TASK OBJECTIVE: Count every line in the entries that holds the word "Weight". The reply is that count alone.

### DATA SUPPLIED

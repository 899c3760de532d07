//! # Product Repository
//!
//! Database operations for the product catalog.
//!
//! ## Key Operations
//! - CRUD with soft delete
//! - Guarded stock movements (never below zero)
//! - [`ProductCatalog`] implementation used by the ledger
//!
//! ## Stock Movement
//! ```text
//! ┌─────────────────────────────────────────────────────────────────────┐
//! │  Delta update, guarded in the WHERE clause                          │
//! │                                                                     │
//! │     UPDATE products SET quantity = quantity + ?delta                │
//! │     WHERE code = ? AND is_active = 1 AND quantity + ?delta >= 0     │
//! │                                                                     │
//! │  Two counters selling the last unit: one UPDATE matches, the other  │
//! │  matches zero rows and is reported as InsufficientStock.            │
//! └─────────────────────────────────────────────────────────────────────┘
//! ```

use chrono::Utc;
use dokan_core::validation::validate_product;
use dokan_core::{Product, ProductCatalog};
use sqlx::SqlitePool;
use tracing::debug;
use uuid::Uuid;

use crate::error::{DbError, DbResult};

const PRODUCT_COLUMNS: &str = "id, code, name, description, category, brand, unit, \
     purchase_price, retail_price, wholesale_price, quantity, alert_quantity, \
     tax_rate, tax_type, is_active, created_at, updated_at";

/// Repository for product database operations.
///
/// ## Usage
/// ```rust,ignore
/// let repo = db.products();
///
/// let product = repo.get_by_code("1001").await?;
/// let low = dokan_core::list_low_stock(&repo.list().await?);
/// ```
#[derive(Debug, Clone)]
pub struct ProductRepository {
    pool: SqlitePool,
}

impl ProductRepository {
    /// Creates a new ProductRepository.
    pub fn new(pool: SqlitePool) -> Self {
        ProductRepository { pool }
    }

    /// Lists active products ordered by code.
    pub async fn list(&self) -> DbResult<Vec<Product>> {
        let sql = format!("SELECT {PRODUCT_COLUMNS} FROM products WHERE is_active = 1 ORDER BY code");
        let products = sqlx::query_as::<_, Product>(&sql)
            .fetch_all(&self.pool)
            .await?;

        debug!(count = products.len(), "Listed products");
        Ok(products)
    }

    /// Gets an active product by its code.
    ///
    /// ## Returns
    /// * `Ok(Some(Product))` - Product found
    /// * `Ok(None)` - No such code, or the product was deleted
    pub async fn get_by_code(&self, code: &str) -> DbResult<Option<Product>> {
        let sql = format!("SELECT {PRODUCT_COLUMNS} FROM products WHERE code = ?1 AND is_active = 1");
        let product = sqlx::query_as::<_, Product>(&sql)
            .bind(code)
            .fetch_optional(&self.pool)
            .await?;

        Ok(product)
    }

    /// Inserts a new product after validating it.
    ///
    /// ## Returns
    /// * `Ok(Product)` - Inserted product
    /// * `Err(DbError::Invalid)` - Failed catalog validation
    /// * `Err(DbError::UniqueViolation)` - Code already exists
    pub async fn insert(&self, product: &Product) -> DbResult<Product> {
        validate_product(product)?;
        debug!(code = %product.code, "Inserting product");

        sqlx::query(
            r#"
            INSERT INTO products (
                id, code, name, description, category, brand, unit,
                purchase_price, retail_price, wholesale_price,
                quantity, alert_quantity, tax_rate, tax_type,
                is_active, created_at, updated_at
            ) VALUES (
                ?1, ?2, ?3, ?4, ?5, ?6, ?7,
                ?8, ?9, ?10,
                ?11, ?12, ?13, ?14,
                ?15, ?16, ?17
            )
            "#,
        )
        .bind(&product.id)
        .bind(&product.code)
        .bind(&product.name)
        .bind(&product.description)
        .bind(&product.category)
        .bind(&product.brand)
        .bind(product.unit)
        .bind(product.purchase_price)
        .bind(product.retail_price)
        .bind(product.wholesale_price)
        .bind(product.quantity)
        .bind(product.alert_quantity)
        .bind(product.tax_rate)
        .bind(product.tax_type)
        .bind(product.is_active)
        .bind(product.created_at)
        .bind(product.updated_at)
        .execute(&self.pool)
        .await
        .map_err(|err| match DbError::from(err) {
            DbError::UniqueViolation { field, .. } => DbError::duplicate(field, &product.code),
            other => other,
        })?;

        Ok(product.clone())
    }

    /// Updates an existing product (matched by id).
    ///
    /// ## Returns
    /// * `Ok(())` - Update successful
    /// * `Err(DbError::NotFound)` - Product doesn't exist
    pub async fn update(&self, product: &Product) -> DbResult<()> {
        validate_product(product)?;
        debug!(id = %product.id, "Updating product");

        let result = sqlx::query(
            r#"
            UPDATE products SET
                code = ?2,
                name = ?3,
                description = ?4,
                category = ?5,
                brand = ?6,
                unit = ?7,
                purchase_price = ?8,
                retail_price = ?9,
                wholesale_price = ?10,
                quantity = ?11,
                alert_quantity = ?12,
                tax_rate = ?13,
                tax_type = ?14,
                is_active = ?15,
                updated_at = ?16
            WHERE id = ?1
            "#,
        )
        .bind(&product.id)
        .bind(&product.code)
        .bind(&product.name)
        .bind(&product.description)
        .bind(&product.category)
        .bind(&product.brand)
        .bind(product.unit)
        .bind(product.purchase_price)
        .bind(product.retail_price)
        .bind(product.wholesale_price)
        .bind(product.quantity)
        .bind(product.alert_quantity)
        .bind(product.tax_rate)
        .bind(product.tax_type)
        .bind(product.is_active)
        .bind(Utc::now())
        .execute(&self.pool)
        .await?;

        if result.rows_affected() == 0 {
            return Err(DbError::not_found("Product", &product.id));
        }

        Ok(())
    }

    /// Adds `delta` to the stock of an active product.
    ///
    /// ## Returns
    /// * `Ok(Product)` - Product after the movement
    /// * `Err(DbError::InsufficientStock)` - Would go below zero
    /// * `Err(DbError::NotFound)` - Unknown or deleted code
    pub async fn adjust_stock(&self, code: &str, delta: i64) -> DbResult<Product> {
        debug!(code = %code, delta = %delta, "Adjusting stock");

        let sql = format!(
            "UPDATE products SET quantity = quantity + ?2, updated_at = ?3 \
             WHERE code = ?1 AND is_active = 1 AND quantity + ?2 >= 0 \
             RETURNING {PRODUCT_COLUMNS}"
        );
        let updated = sqlx::query_as::<_, Product>(&sql)
            .bind(code)
            .bind(delta)
            .bind(Utc::now())
            .fetch_optional(&self.pool)
            .await?;

        if let Some(product) = updated {
            return Ok(product);
        }

        match self.get_by_code(code).await? {
            Some(product) => Err(DbError::InsufficientStock {
                code: code.to_string(),
                available: product.quantity,
                delta,
            }),
            None => Err(DbError::not_found("Product", code)),
        }
    }

    /// Soft-deletes a product by setting is_active = false.
    ///
    /// Invoices keep their name snapshots; the code can no longer be sold.
    pub async fn soft_delete(&self, id: &str) -> DbResult<()> {
        debug!(id = %id, "Soft-deleting product");

        let result = sqlx::query(
            r#"
            UPDATE products
            SET
                is_active = 0,
                updated_at = ?2
            WHERE id = ?1
            "#,
        )
        .bind(id)
        .bind(Utc::now())
        .execute(&self.pool)
        .await?;

        if result.rows_affected() == 0 {
            return Err(DbError::not_found("Product", id));
        }

        Ok(())
    }

    /// Counts active products (for diagnostics).
    pub async fn count(&self) -> DbResult<i64> {
        let count: i64 = sqlx::query_scalar("SELECT COUNT(*) FROM products WHERE is_active = 1")
            .fetch_one(&self.pool)
            .await?;

        Ok(count)
    }
}

impl ProductCatalog for ProductRepository {
    type Error = DbError;

    async fn list(&self) -> DbResult<Vec<Product>> {
        ProductRepository::list(self).await
    }

    async fn get_by_code(&self, code: &str) -> DbResult<Option<Product>> {
        ProductRepository::get_by_code(self, code).await
    }

    async fn adjust_stock(&self, code: &str, delta: i64) -> DbResult<Product> {
        ProductRepository::adjust_stock(self, code, delta).await
    }
}

/// Helper to generate a new product ID.
pub fn generate_product_id() -> String {
    Uuid::new_v4().to_string()
}

#[cfg(test)]
pub(crate) mod tests {
    use super::*;
    use crate::pool::{Database, DbConfig};
    use dokan_core::{Money, TaxRate, TaxType, Unit};

    pub(crate) fn sample(code: &str, name: &str, quantity: i64, alert_quantity: i64) -> Product {
        let now = Utc::now();
        Product {
            id: generate_product_id(),
            code: code.to_string(),
            name: name.to_string(),
            description: None,
            category: "grocery".to_string(),
            brand: "ACI".to_string(),
            unit: Unit::Piece,
            purchase_price: Money::from_taka(80),
            retail_price: Money::from_taka(100),
            wholesale_price: Money::from_taka(90),
            quantity,
            alert_quantity,
            tax_rate: TaxRate::from_bps(500),
            tax_type: TaxType::Exclusive,
            is_active: true,
            created_at: now,
            updated_at: now,
        }
    }

    async fn db() -> Database {
        Database::new(DbConfig::in_memory()).await.unwrap()
    }

    #[tokio::test]
    async fn test_insert_and_get_by_code() {
        let repo = db().await.products();
        let mut product = sample("1001", "Miniket Rice 5kg", 10, 3);
        product.unit = Unit::Weight;
        product.tax_type = TaxType::Inclusive;
        repo.insert(&product).await.unwrap();

        let loaded = repo.get_by_code("1001").await.unwrap().unwrap();
        assert_eq!(loaded.name, "Miniket Rice 5kg");
        assert_eq!(loaded.unit, Unit::Weight);
        assert_eq!(loaded.tax_type, TaxType::Inclusive);
        assert_eq!(loaded.tax_rate, TaxRate::from_bps(500));
        assert_eq!(loaded.retail_price, Money::from_taka(100));
        assert!(repo.get_by_code("9999").await.unwrap().is_none());
    }

    #[tokio::test]
    async fn test_duplicate_code_is_rejected() {
        let repo = db().await.products();
        repo.insert(&sample("1001", "Rice", 1, 1)).await.unwrap();

        let err = repo.insert(&sample("1001", "Other", 1, 1)).await.unwrap_err();
        assert!(matches!(err, DbError::UniqueViolation { value, .. } if value == "1001"));
    }

    #[tokio::test]
    async fn test_invalid_product_is_rejected() {
        let repo = db().await.products();
        let err = repo.insert(&sample("1001", "Rice", -1, 1)).await.unwrap_err();
        assert!(matches!(err, DbError::Invalid(_)));
        assert_eq!(repo.count().await.unwrap(), 0);
    }

    #[tokio::test]
    async fn test_adjust_stock_is_guarded() {
        let repo = db().await.products();
        repo.insert(&sample("1002", "Soybean Oil 1L", 3, 1)).await.unwrap();

        let product = repo.adjust_stock("1002", -2).await.unwrap();
        assert_eq!(product.quantity, 1);

        let err = repo.adjust_stock("1002", -2).await.unwrap_err();
        assert!(matches!(err, DbError::InsufficientStock { available: 1, delta: -2, .. }));

        let product = repo.adjust_stock("1002", 5).await.unwrap();
        assert_eq!(product.quantity, 6);

        let err = repo.adjust_stock("nope", 1).await.unwrap_err();
        assert!(matches!(err, DbError::NotFound { .. }));
    }

    #[tokio::test]
    async fn test_update_and_soft_delete() {
        let repo = db().await.products();
        let mut product = repo.insert(&sample("1003", "Salt", 5, 2)).await.unwrap();

        product.name = "Molla Salt 1kg".to_string();
        product.alert_quantity = 10;
        repo.update(&product).await.unwrap();
        let loaded = repo.get_by_code("1003").await.unwrap().unwrap();
        assert_eq!(loaded.name, "Molla Salt 1kg");
        assert_eq!(loaded.alert_quantity, 10);

        repo.soft_delete(&product.id).await.unwrap();
        assert!(repo.get_by_code("1003").await.unwrap().is_none());
        assert!(repo.list().await.unwrap().is_empty());
        assert!(matches!(
            repo.adjust_stock("1003", -1).await.unwrap_err(),
            DbError::NotFound { .. }
        ));

        assert!(matches!(
            repo.soft_delete("missing").await.unwrap_err(),
            DbError::NotFound { .. }
        ));
    }

    #[tokio::test]
    async fn test_list_orders_by_code() {
        let repo = db().await.products();
        for code in ["b", "c", "a"] {
            repo.insert(&sample(code, code, 1, 0)).await.unwrap();
        }
        let codes: Vec<String> = repo.list().await.unwrap().into_iter().map(|p| p.code).collect();
        assert_eq!(codes, vec!["a", "b", "c"]);
        assert_eq!(repo.count().await.unwrap(), 3);
    }
}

######

TASK SOLUTION: 2